A Suprema Felicidade

Foto de um diaporama da qual desconheço o autor
e a quem agradeço a benevolência de alguma ilicitude cometida
  
 Cabra-Cega
 
À volta de incerto fogo
 Brincaram as minhas mãos.
 ... E foi a vida o seu jogo!

 
 Julguei possuir estrelas
 Só por vê-las.
 Ai! Como estrelas andaram
 Misteriosas e distantes
 As almas que me encantaram
 Por instantes!

 
 Em ritmo discreto, brando,
 Fui brincando, fui brincando
 Com o amor, com a vaidade...

 
— E a que sentimentos vãos
 Fiquei devendo talvez
 A minha felicidade!
 
 
Pedro Homem de Mello, in "Jardins Suspensos"
 
 
Victor Hugo para além do grande escritor que foi, deixou-nos máximas onde o seu pensamento voou até às profundezas do seu ser para nos dizer tal como se expressa, que "a suprema felicidade da vida é a convicção de ser amado por aquilo que você é; ou, mais correctamente, de ser amado apesar daquilo que você é".
O Poeta Homem de Melo no poema que vai acima, colocou o estro da sua poesia adulta e eivada de um lirismo pagão na segunda parte da máxima de Victor Hugo, ao referir que no jogo da vida, o homem - depois de ter brincado com o amor, com a vaidade... não hesita em declarar, que foi, até, a sentimentos vãos que ficou devendo a sua felicidade, ou seja, apesar da inconstância ou imperfeição de alguns sentimentos - que, possivelmente, pediam mais atenção e pureza - sentiu-se amado, pesasse embora o jogo da cabra cega vivido e que dá o nome ao poema.
Temos assim, que a suprema felicidade se pode residir, naturalmente, em nos sentirmos amados por aquilo que fazemos - dentro da "perfeição" possível à nossa humanidade que carrega consigo o selo do imperfeito - também pode existir e com a mesma intensidade, no dizer de Victor Hugo, quando nos sentimos amados apesar das nossas imperfeições, recebendo a amizade ou o amor do semelhante, descontados que são na balança dos sentimentos os passos mal dados ou faltas de gentilezas cometidas.
Pode parecer desconexo falar deste jeito, mas não é.
A inconstância humana - que pode levar alguém a refrear o modo amistoso dos princípios da amizade ou do amor - não raro, começou por ser uma constância quase perfeita de actos e atitudes, que o outro, no tempo em que se dá o arrefecimento dos sentimentos,  quantas vezes, sem se aperceber, põe a render  o espirito paulino da Carta aos Colossensses (3,14) que nos recomenda: e sobre tudo isto revesti-vos do amor que é o vinculo da perfeição e, continua com o mesmo ardor a considerar ou a amar, quem aos olhos do mundo pouco merece.
La Rochefoucauld, nas suas "Reflexões" escreveu isto:

Não pretendo justificar aqui a inconstância em geral, e menos ainda a que vem só da ligeireza; mas não é justo imputar-lhe todas as transformações do amor. Há um encanto e uma vivacidade iniciais no amor que passa insensivelmente, como os frutos; não é culpa de ninguém, é culpa exclusiva do tempo.
No início, a figura é agradável, os sentimentos relacionam-se, procuramos a doçura e o prazer, queremos agradar porque nos agradam, e tentamos demonstrar que sabemos atribuir um valor infinito àquilo que amamos; mas, com o passar do tempo, deixamos de sentir o que pensávamos sentir ainda, o fogo desaparece, o prazer da novidade apaga-se, (...)

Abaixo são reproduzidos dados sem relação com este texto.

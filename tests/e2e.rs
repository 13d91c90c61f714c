//! End-to-end tests for text2img.
//!
//! Every test writes its input into a scratch directory, runs a full
//! conversion through the public API, and decodes the produced image back
//! with the `image` crate.

use image::RgbaImage;
use std::path::{Path, PathBuf};
use text2img::args::{interpret, tokenize, Command};
use text2img::pipeline::metrics::MeasureStrategy;
use text2img::{convert, convert_to_file, ConversionConfig, ExitStatus, Job, Text2ImgError};

// ── Test helpers ─────────────────────────────────────────────────────────────

fn write_input(dir: &Path, name: &str, bytes: &[u8]) -> PathBuf {
    let path = dir.join(name);
    std::fs::write(&path, bytes).expect("write input");
    path
}

fn job_for(words: &[&str]) -> Result<Job, Text2ImgError> {
    match interpret(&tokenize(words), None)? {
        Command::Convert(job) => Ok(job),
        other => panic!("expected a conversion, got {other:?}"),
    }
}

fn load(path: &Path) -> RgbaImage {
    image::open(path).expect("decode output").to_rgba8()
}

/// Rows in `range` hold at least one pixel that is not fully transparent.
fn band_has_ink(img: &RgbaImage, range: std::ops::Range<u32>) -> bool {
    range
        .flat_map(|y| (0..img.width()).map(move |x| (x, y)))
        .any(|(x, y)| img.get_pixel(x, y)[3] != 0)
}

// ── Tests ────────────────────────────────────────────────────────────────────

#[test]
fn hello_world_renders_two_lines() {
    let dir = tempfile::tempdir().unwrap();
    let input = write_input(dir.path(), "hello.txt", b"Hello\r\nWorld");
    let output = dir.path().join("hello.png");

    let report = convert_to_file(&input, &output, &ConversionConfig::default()).unwrap();
    let img = load(&output);

    assert!(img.width() > 0 && img.height() > 0);
    assert_eq!((img.width(), img.height()), (report.canvas.width, report.canvas.height));
    assert_eq!(report.strategy, MeasureStrategy::Exact);

    let line = img.height() / 2;
    assert!(band_has_ink(&img, 0..line), "first line is blank");
    assert!(band_has_ink(&img, line..img.height()), "second line is blank");
}

#[test]
fn unsupported_extension_creates_nothing() {
    let dir = tempfile::tempdir().unwrap();
    let input = write_input(dir.path(), "in.txt", b"abc");
    let output = dir.path().join("out.txt");

    let err = convert_to_file(&input, &output, &ConversionConfig::default()).unwrap_err();
    assert!(matches!(err, Text2ImgError::UnsupportedOutputFormat { .. }));
    assert_eq!(err.exit_status(), ExitStatus::InvalidArgs);
    assert!(!output.exists());
}

#[test]
fn unknown_codepage_creates_nothing() {
    let dir = tempfile::tempdir().unwrap();
    let input = write_input(dir.path(), "in.txt", b"abc");
    let output = dir.path().join("out.png");

    let err = job_for(&[
        "/C:klingon",
        input.to_str().unwrap(),
        output.to_str().unwrap(),
    ])
    .unwrap_err();
    assert!(matches!(err, Text2ImgError::InvalidEncoding { .. }));
    assert_eq!(err.exit_status(), ExitStatus::CodepageError);
    assert!(!output.exists());
}

#[test]
fn bom_selects_utf8_unless_forced() {
    let dir = tempfile::tempdir().unwrap();
    let input = write_input(dir.path(), "bom.txt", b"\xEF\xBB\xBF\xC3\xA9");
    let output = dir.path().join("bom.png");
    let config = ConversionConfig::default();

    let in_str = input.to_str().unwrap();
    let out_str = output.to_str().unwrap();

    let detected = convert(&job_for(&[in_str, out_str]).unwrap(), &config).unwrap();
    assert!(detected.encoding.codepage.is_utf8());
    assert!(detected.encoding.bom_detected);
    assert_eq!(detected.dimensions.width, 1);

    // Forced 437 keeps the BOM bytes as three glyphs plus two for "é".
    let forced = convert(&job_for(&["/C:437", in_str, out_str]).unwrap(), &config).unwrap();
    assert_eq!(forced.encoding.codepage.id(), 437);
    assert!(forced.encoding.forced);
    assert!(!forced.encoding.bom_detected);
    assert_eq!(forced.dimensions.width, 5);
}

#[test]
fn output_defaults_to_png_beside_input() {
    let dir = tempfile::tempdir().unwrap();
    let input = write_input(dir.path(), "notes.txt", b"auto\nnamed");

    let job = job_for(&[input.to_str().unwrap()]).unwrap();
    convert(&job, &ConversionConfig::default()).unwrap();

    let expected = dir.path().join("notes.png");
    assert!(expected.exists());
    assert!(load(&expected).width() > 0);
}

#[test]
fn every_output_format_decodes() {
    let dir = tempfile::tempdir().unwrap();
    let input = write_input(dir.path(), "box.txt", b"\xC9\xCD\xBB\r\n\xC8\xCD\xBC");
    let config = ConversionConfig::builder()
        .foreground(text2img::config::WHITE)
        .background(text2img::config::BLACK)
        .build()
        .unwrap();

    for name in ["box.jpg", "box.bmp", "box.gif", "box.PNG"] {
        let output = dir.path().join(name);
        let report = convert_to_file(&input, &output, &config).unwrap();
        let img = load(&output);
        assert_eq!(
            (img.width(), img.height()),
            (report.canvas.width, report.canvas.height),
            "{name}"
        );
        assert_eq!(report.bytes as u64, std::fs::metadata(&output).unwrap().len());
    }
}

#[test]
fn tall_documents_use_approximate_sizing() {
    let dir = tempfile::tempdir().unwrap();
    let input = write_input(dir.path(), "tall.txt", "x\n".repeat(2001).as_bytes());
    let output = dir.path().join("tall.png");
    let config = ConversionConfig::builder().builtin_font(1).build().unwrap();

    let report = convert_to_file(&input, &output, &config).unwrap();
    assert_eq!(report.strategy, MeasureStrategy::Approximate);
    assert_eq!(report.dimensions.height, 2001);
    assert_eq!((report.canvas.width, report.canvas.height), (8, 2001 * 8));
}

#[test]
fn missing_input_is_read_error() {
    let dir = tempfile::tempdir().unwrap();
    let output = dir.path().join("out.png");
    let err = convert_to_file(dir.path().join("absent.txt"), &output, &ConversionConfig::default())
        .unwrap_err();
    assert_eq!(err.exit_status(), ExitStatus::ReadError);
    assert!(!output.exists());
}

#[test]
fn empty_input_is_render_error_without_output() {
    let dir = tempfile::tempdir().unwrap();
    let input = write_input(dir.path(), "empty.txt", b"");
    let output = dir.path().join("empty.png");

    let err = convert_to_file(&input, &output, &ConversionConfig::default()).unwrap_err();
    assert_eq!(err.exit_status(), ExitStatus::RenderError);
    assert!(!output.exists());
}

#[test]
fn report_serialises_to_json() {
    let dir = tempfile::tempdir().unwrap();
    let input = write_input(dir.path(), "r.txt", b"report");
    let output = dir.path().join("r.gif");

    let report = convert_to_file(&input, &output, &ConversionConfig::default()).unwrap();
    let json: serde_json::Value = serde_json::to_value(&report).unwrap();
    assert_eq!(json["format"], "gif");
    assert_eq!(json["strategy"], "exact");
    assert_eq!(json["encoding"]["codepage"], 437);
    assert_eq!(json["dimensions"]["width"], 6);
    assert_eq!(json["canvas"]["width"], 96);
}

#[test]
fn truetype_font_converts_end_to_end() {
    let dir = tempfile::tempdir().unwrap();
    let input = write_input(dir.path(), "mono.txt", b"fn main() {}\nok");
    let output = dir.path().join("mono.png");
    let font = Path::new(env!("CARGO_MANIFEST_DIR")).join("tests/fixtures/DejaVuSansMono.ttf");
    let config = ConversionConfig::builder().truetype_font(font, 18.0).build().unwrap();

    let report = convert_to_file(&input, &output, &config).unwrap();
    assert!(report.fixed_pitch);
    assert!(report.font.contains("DejaVuSansMono.ttf"));

    let img = load(&output);
    assert_eq!((img.width(), img.height()), (report.canvas.width, report.canvas.height));
    assert!(band_has_ink(&img, 0..img.height() / 2));
    assert!(band_has_ink(&img, img.height() / 2..img.height()));
}
//! # text2img
//!
//! Render plain-text files (ASCII art, NFO files, logs, source listings)
//! into raster images in a fixed-pitch font.
//!
//! Every character occupies one glyph cell, lines never wrap, and the canvas
//! is sized to fit the text exactly. Unmarked input is read as IBM PC
//! codepage 437, so DOS box-drawing art comes out the way it was drawn; a
//! UTF-8 byte-order mark or an explicit codepage overrides that.
//!
//! ## Pipeline Overview
//!
//! ```text
//! bytes
//!  │
//!  ├─ 1. Input      file or standard input
//!  ├─ 2. Encoding   forced codepage, UTF-8 BOM, or the 437 default
//!  ├─ 3. Normalize  CR / LF / CRLF → CRLF
//!  ├─ 4. Metrics    exact measurement, or average-cell extrapolation above
//!  │                2000 cells on either axis
//!  ├─ 5. Render     glyphs onto an RGBA canvas
//!  ├─ 6. Encode     PNG, JPEG, BMP or GIF
//!  └─ 7. Output     atomic file write or standard output
//! ```
//!
//! ## Quick Start
//!
//! ```rust,no_run
//! use text2img::{convert_to_file, ConversionConfig};
//!
//! fn main() -> Result<(), Box<dyn std::error::Error>> {
//!     let config = ConversionConfig::default();
//!     let report = convert_to_file("art.nfo", "art.png", &config)?;
//!     eprintln!("{}x{} px", report.canvas.width, report.canvas.height);
//!     Ok(())
//! }
//! ```
//!
//! Rendering without touching the filesystem:
//!
//! ```rust
//! use text2img::{render_text, ConversionConfig};
//!
//! let rendered = render_text(b"Hello\r\nWorld", None, &ConversionConfig::default()).unwrap();
//! assert!(rendered.image.width() > 0 && rendered.image.height() > 0);
//! ```
//!
//! ## Feature Flags
//!
//! | Feature | Default | Description |
//! |---------|---------|-------------|
//! | `cli`   | on      | Enables the `text2img` binary (clap + anyhow + tracing-subscriber) |
//!
//! Disable `cli` when using only the library:
//! ```toml
//! text2img = { version = "0.1", default-features = false }
//! ```

// ── Modules ──────────────────────────────────────────────────────────────

pub mod args;
pub mod config;
pub mod convert;
pub mod error;
pub mod font;
pub mod output;
pub mod pipeline;

// ── Re-exports ───────────────────────────────────────────────────────────

pub use args::{Command, Job, Token};
pub use config::{ConversionConfig, ConversionConfigBuilder, FontChoice};
pub use convert::{convert, convert_to_file, render_text};
pub use error::{ExitStatus, Text2ImgError};
pub use output::{ConversionReport, Rendered};
pub use pipeline::encode::{encode_image, OutputFormat};
pub use pipeline::encoding::{Codepage, EncodingSpec};
pub use pipeline::input::Source;
pub use pipeline::sink::Destination;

Observa bem a natureza humana o estimável escritor.
Felizes pois, são todos aqueles que depois de terem arrefecido a chama do princípio e, até, de terem vivido com sentimentos vãos, como diz o Poeta Homem de Melo, apesar de tudo isso, ficam a dever a sua felicidade a causas que podiam ser adversas e só o não são, porque tiveram a felicidade de encontrar no semelhante algum perdão compreensivo para faltas cometidas ou sentimentos frívolos que se viveram.